Product Description

7284              A wood Kyōgen mask of Usobuki

Japan 16th /17th century Edo period

Dimensions: H. 19cm x W. 15cm (7½” x 6″)

Usobuki, also known as Hyottoko, is the male character of traditional Japanese Kyōgen and is usually paired with the female character Okame. Usobuki is often referred to as “the whistler” due to his facial expression of pursed lips.
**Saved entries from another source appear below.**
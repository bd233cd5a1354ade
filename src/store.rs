use async_trait::async_trait;
use std::sync::{Mutex, PoisonError};

use crate::error::StoreError;
use crate::ledger::LedgerSnapshot;

/// Persistence collaborator. The medium is opaque to the pipeline.
#[async_trait]
pub trait LedgerStore: Send + Sync {
    /// `Ok(None)` on a cold start
    async fn load(&self) -> Result<Option<LedgerSnapshot>, StoreError>;

    async fn save(&self, snapshot: &LedgerSnapshot) -> Result<(), StoreError>;

    /// Backend name for logging
    fn backend_type(&self) -> &'static str;
}

/// Keeps the last saved snapshot in memory
#[derive(Debug, Default)]
pub struct MemoryLedgerStore {
    saved: Mutex<Option<LedgerSnapshot>>,
}

impl MemoryLedgerStore {
    pub fn new() -> Self {
        Self::default()
    }

    pub fn with_snapshot(snapshot: LedgerSnapshot) -> Self {
        Self {
            saved: Mutex::new(Some(snapshot)),
        }
    }

    pub fn last_saved(&self) -> Option<LedgerSnapshot> {
        self.saved
            .lock()
            .unwrap_or_else(PoisonError::into_inner)
            .clone()
    }
}

#[async_trait]
impl LedgerStore for MemoryLedgerStore {
    async fn load(&self) -> Result<Option<LedgerSnapshot>, StoreError> {
        Ok(self.last_saved())
    }

    async fn save(&self, snapshot: &LedgerSnapshot) -> Result<(), StoreError> {
        *self.saved.lock().unwrap_or_else(PoisonError::into_inner) = Some(snapshot.clone());
        Ok(())
    }

    fn backend_type(&self) -> &'static str {
        "memory"
    }
}
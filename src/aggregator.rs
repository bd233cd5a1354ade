// src/aggregator.rs
use chrono::{DateTime, Utc};
use rust_decimal::Decimal;
use serde::Serialize;
use std::collections::BTreeMap;

use crate::ledger::Ledger;
use crate::models::{TxKind, WalletTransaction};

#[derive(Debug, Clone, Default, PartialEq, Eq, Serialize)]
pub struct KindStats {
    pub count: u64,
    pub total: Decimal,
}

/// Inflows and outflows per token
#[derive(Debug, Clone, Default, PartialEq, Eq, Serialize)]
pub struct TokenStats {
    pub count: u64,
    pub sent: Decimal,
    pub received: Decimal,
    pub net: Decimal, // received - sent
}

#[derive(Debug, Clone, Default, PartialEq, Eq, Serialize)]
pub struct CounterpartyStats {
    pub sent_count: u64,
    pub sent_total: Decimal,
    pub received_count: u64,
    pub received_total: Decimal,
}

impl CounterpartyStats {
    pub fn volume(&self) -> Decimal {
        self.sent_total + self.received_total
    }
}

/// Derived view over the ledger. Never stored as a source of truth.
#[derive(Debug, Clone, Default, PartialEq, Eq, Serialize)]
pub struct Stats {
    pub total_transactions: u64,
    pub by_kind: BTreeMap<TxKind, KindStats>,
    pub by_token: BTreeMap<String, TokenStats>,
    pub counterparties: BTreeMap<String, CounterpartyStats>,
    /// Network fees of every ledger transaction, whoever paid them. A native
    /// send paid by the wallet already carries its fee inside `amount`.
    pub total_fees: Decimal,
    pub first_seen: Option<DateTime<Utc>>,
    pub last_seen: Option<DateTime<Utc>>,
}

impl Stats {
    /// Counterparties by combined volume, largest first, ties by address
    pub fn top_counterparties(&self, n: usize) -> Vec<(&str, &CounterpartyStats)> {
        let mut ranked: Vec<(&str, &CounterpartyStats)> = self
            .counterparties
            .iter()
            .map(|(addr, s)| (addr.as_str(), s))
            .collect();
        ranked.sort_by(|a, b| b.1.volume().cmp(&a.1.volume()).then_with(|| a.0.cmp(b.0)));
        ranked.truncate(n);
        ranked
    }

    fn add(&mut self, tx: &WalletTransaction) {
        let amount = tx.amount();

        self.total_transactions += 1;
        self.total_fees += tx.fee;

        let kind = self.by_kind.entry(tx.kind()).or_default();
        kind.count += 1;
        kind.total += amount;

        let token = self.by_token.entry(tx.token.clone()).or_default();
        token.count += 1;
        match tx.kind() {
            TxKind::Sent => token.sent += amount,
            TxKind::Received => token.received += amount,
            TxKind::Unknown => {}
        }
        token.net = token.received - token.sent;

        if let Some(other) = tx.counterparty() {
            let cp = self.counterparties.entry(other.to_string()).or_default();
            match tx.kind() {
                TxKind::Sent => {
                    cp.sent_count += 1;
                    cp.sent_total += amount;
                }
                TxKind::Received => {
                    cp.received_count += 1;
                    cp.received_total += amount;
                }
                TxKind::Unknown => {}
            }
        }

        if let Some(ts) = tx.timestamp {
            self.first_seen = Some(self.first_seen.map_or(ts, |t| t.min(ts)));
            self.last_seen = Some(self.last_seen.map_or(ts, |t| t.max(ts)));
        }
    }
}

/// Single pass over the transactions; order does not affect the result
pub fn compute<'a, I>(transactions: I) -> Stats
where
    I: IntoIterator<Item = &'a WalletTransaction>,
{
    let mut stats = Stats::default();
    for tx in transactions {
        stats.add(tx);
    }
    stats
}

pub fn compute_ledger(ledger: &Ledger) -> Stats {
    compute(&ledger.all())
}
His countenance is remarkable for its expression of forceful effort and his puffy cheeks, bulging eyes and furrowed brow have been used to portray a wide range of characters within the Kyōgen repertoire. Usobuki masks have been used to depict everything from comical human characters to the spirits of plants, fish and insects, including mosquitoes, mushrooms and even pine resin. Perhaps most remarkable of all is Usobuki’s appearance as a sinner on his way to hell in a play entitled “A Sinner with References”.
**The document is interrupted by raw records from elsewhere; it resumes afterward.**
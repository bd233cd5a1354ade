// src/ledger.rs
use std::collections::{HashMap, HashSet};
use std::sync::{PoisonError, RwLock, RwLockReadGuard, RwLockWriteGuard};

use serde::{Deserialize, Serialize};

use crate::error::StoreError;
use crate::models::{FetchCursor, WalletTransaction};

/// Persistence handoff format
#[derive(Debug, Clone, Default, PartialEq, Serialize, Deserialize)]
pub struct LedgerSnapshot {
    pub transactions: Vec<WalletTransaction>,
    pub cursor: FetchCursor,
}

#[derive(Debug, Default)]
struct Inner {
    transactions: HashMap<String, WalletTransaction>,
    cursor: FetchCursor,
}

/// Resolved transactions keyed by signature, plus the pagination cursor.
/// The signature set only grows, except through `restore`.
#[derive(Debug, Default)]
pub struct Ledger {
    inner: RwLock<Inner>,
}

impl Ledger {
    pub fn new() -> Self {
        Self::default()
    }

    fn read(&self) -> RwLockReadGuard<'_, Inner> {
        self.inner.read().unwrap_or_else(PoisonError::into_inner)
    }

    fn write(&self) -> RwLockWriteGuard<'_, Inner> {
        self.inner.write().unwrap_or_else(PoisonError::into_inner)
    }

    /// Insert or replace by signature. Returns true if the signature was new.
    pub fn upsert(&self, tx: WalletTransaction) -> bool {
        self.write()
            .transactions
            .insert(tx.signature.clone(), tx)
            .is_none()
    }

    pub fn has(&self, signature: &str) -> bool {
        self.read().transactions.contains_key(signature)
    }

    pub fn get(&self, signature: &str) -> Option<WalletTransaction> {
        self.read().transactions.get(signature).cloned()
    }

    pub fn all(&self) -> Vec<WalletTransaction> {
        self.read().transactions.values().cloned().collect()
    }

    pub fn len(&self) -> usize {
        self.read().transactions.len()
    }

    pub fn is_empty(&self) -> bool {
        self.len() == 0
    }

    pub fn cursor(&self) -> FetchCursor {
        self.read().cursor.clone()
    }

    pub fn set_cursor(&self, cursor: FetchCursor) {
        self.write().cursor = cursor;
    }

    /// Consistent copy of transactions and cursor, sorted newest first
    pub fn snapshot(&self) -> LedgerSnapshot {
        let inner = self.read();
        let mut transactions: Vec<WalletTransaction> =
            inner.transactions.values().cloned().collect();
        transactions.sort_by(|a, b| {
            b.slot
                .cmp(&a.slot)
                .then_with(|| a.signature.cmp(&b.signature))
        });

        LedgerSnapshot {
            transactions,
            cursor: inner.cursor.clone(),
        }
    }

    /// Replace the whole ledger with a persisted snapshot.
    /// The snapshot is validated first; on error the ledger is left untouched.
    pub fn restore(&self, snapshot: LedgerSnapshot) -> Result<(), StoreError> {
        {
            let mut seen = HashSet::with_capacity(snapshot.transactions.len());
            for tx in &snapshot.transactions {
                if tx.signature.is_empty() {
                    return Err(StoreError::Corrupt("transaction without signature".into()));
                }
                if !seen.insert(tx.signature.as_str()) {
                    return Err(StoreError::Corrupt(format!(
                        "signature {} stored twice",
                        tx.signature
                    )));
                }
            }
        }

        let transactions = snapshot
            .transactions
            .into_iter()
            .map(|tx| (tx.signature.clone(), tx))
            .collect();

        let mut inner = self.write();
        inner.transactions = transactions;
        inner.cursor = snapshot.cursor;
        Ok(())
    }
}

#[cfg(test)]
pub(crate) mod tests {
    use super::*;
    use crate::models::{Flow, TxStatus};
    use chrono::{TimeZone, Utc};
    use rust_decimal::Decimal;

    pub(crate) fn sample_tx(signature: &str, slot: u64, flow: Flow) -> WalletTransaction {
        let block_time = 1_700_000_000 + slot as i64;
        WalletTransaction {
            signature: signature.to_string(),
            block_time: Some(block_time),
            slot,
            timestamp: Utc.timestamp_opt(block_time, 0).single(),
            flow,
            token: "SOL".to_string(),
            token_mint: None,
            wallet: "Wallet".to_string(),
            fee: Decimal::new(5, 6),
            status: TxStatus::Confirmed,
        }
    }

    fn sent(amount: i64, to: &str) -> Flow {
        Flow::Sent {
            amount: Decimal::from(amount),
            to: Some(to.to_string()),
        }
    }

    #[test]
    fn upsert_twice_is_identical_to_once() {
        let once = Ledger::new();
        once.upsert(sample_tx("sig1", 10, sent(1, "Bob")));

        let twice = Ledger::new();
        assert!(twice.upsert(sample_tx("sig1", 10, sent(1, "Bob"))));
        assert!(!twice.upsert(sample_tx("sig1", 10, sent(1, "Bob"))));

        assert_eq!(once.snapshot(), twice.snapshot());
        assert_eq!(twice.len(), 1);
    }

    #[test]
    fn upsert_replaces_in_place() {
        let ledger = Ledger::new();
        ledger.upsert(sample_tx("sig1", 10, Flow::Unknown));
        ledger.upsert(sample_tx("sig1", 10, sent(2, "Carol")));

        assert_eq!(ledger.len(), 1);
        assert_eq!(ledger.get("sig1").unwrap().counterparty(), Some("Carol"));
    }

    #[test]
    fn keys_match_signatures() {
        let ledger = Ledger::new();
        for (i, sig) in ["a", "b", "c"].iter().enumerate() {
            ledger.upsert(sample_tx(sig, i as u64, Flow::Unknown));
        }
        for tx in ledger.all() {
            assert_eq!(ledger.get(&tx.signature).unwrap(), tx);
        }
    }

    #[test]
    fn snapshot_restore_round_trip() {
        let ledger = Ledger::new();
        ledger.upsert(sample_tx("sig1", 1, sent(1, "Bob")));
        ledger.upsert(sample_tx("sig2", 2, Flow::Unknown));
        ledger.set_cursor(FetchCursor {
            before_signature: Some("sig1".into()),
            ..FetchCursor::default()
        });

        let snapshot = ledger.snapshot();
        assert_eq!(snapshot.transactions[0].signature, "sig2");

        let restored = Ledger::new();
        restored.restore(snapshot.clone()).unwrap();
        assert_eq!(restored.snapshot(), snapshot);
        assert_eq!(restored.cursor().before_signature.as_deref(), Some("sig1"));
    }

    #[test]
    fn restore_rejects_duplicate_signatures_without_mutating() {
        let ledger = Ledger::new();
        ledger.upsert(sample_tx("keep", 1, Flow::Unknown));

        let bad = LedgerSnapshot {
            transactions: vec![
                sample_tx("dup", 1, Flow::Unknown),
                sample_tx("dup", 2, Flow::Unknown),
            ],
            cursor: FetchCursor::default(),
        };

        let err = ledger.restore(bad).unwrap_err();
        assert!(err.is_integrity());
        assert!(ledger.has("keep"));
        assert!(!ledger.has("dup"));
    }
}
Kyōgen theatre (lit. wild words) is thought to stem from Sarugaku, a form of Chinese entertainment brought to Japan around the 8th century. It was a popular form of entertainment which included such elements as mime, acrobatics and magic encompassing both drama and comedy. By the 14th century, these contradictive forms of Sarugaku had become known as Noh and Kyōgen, respectively.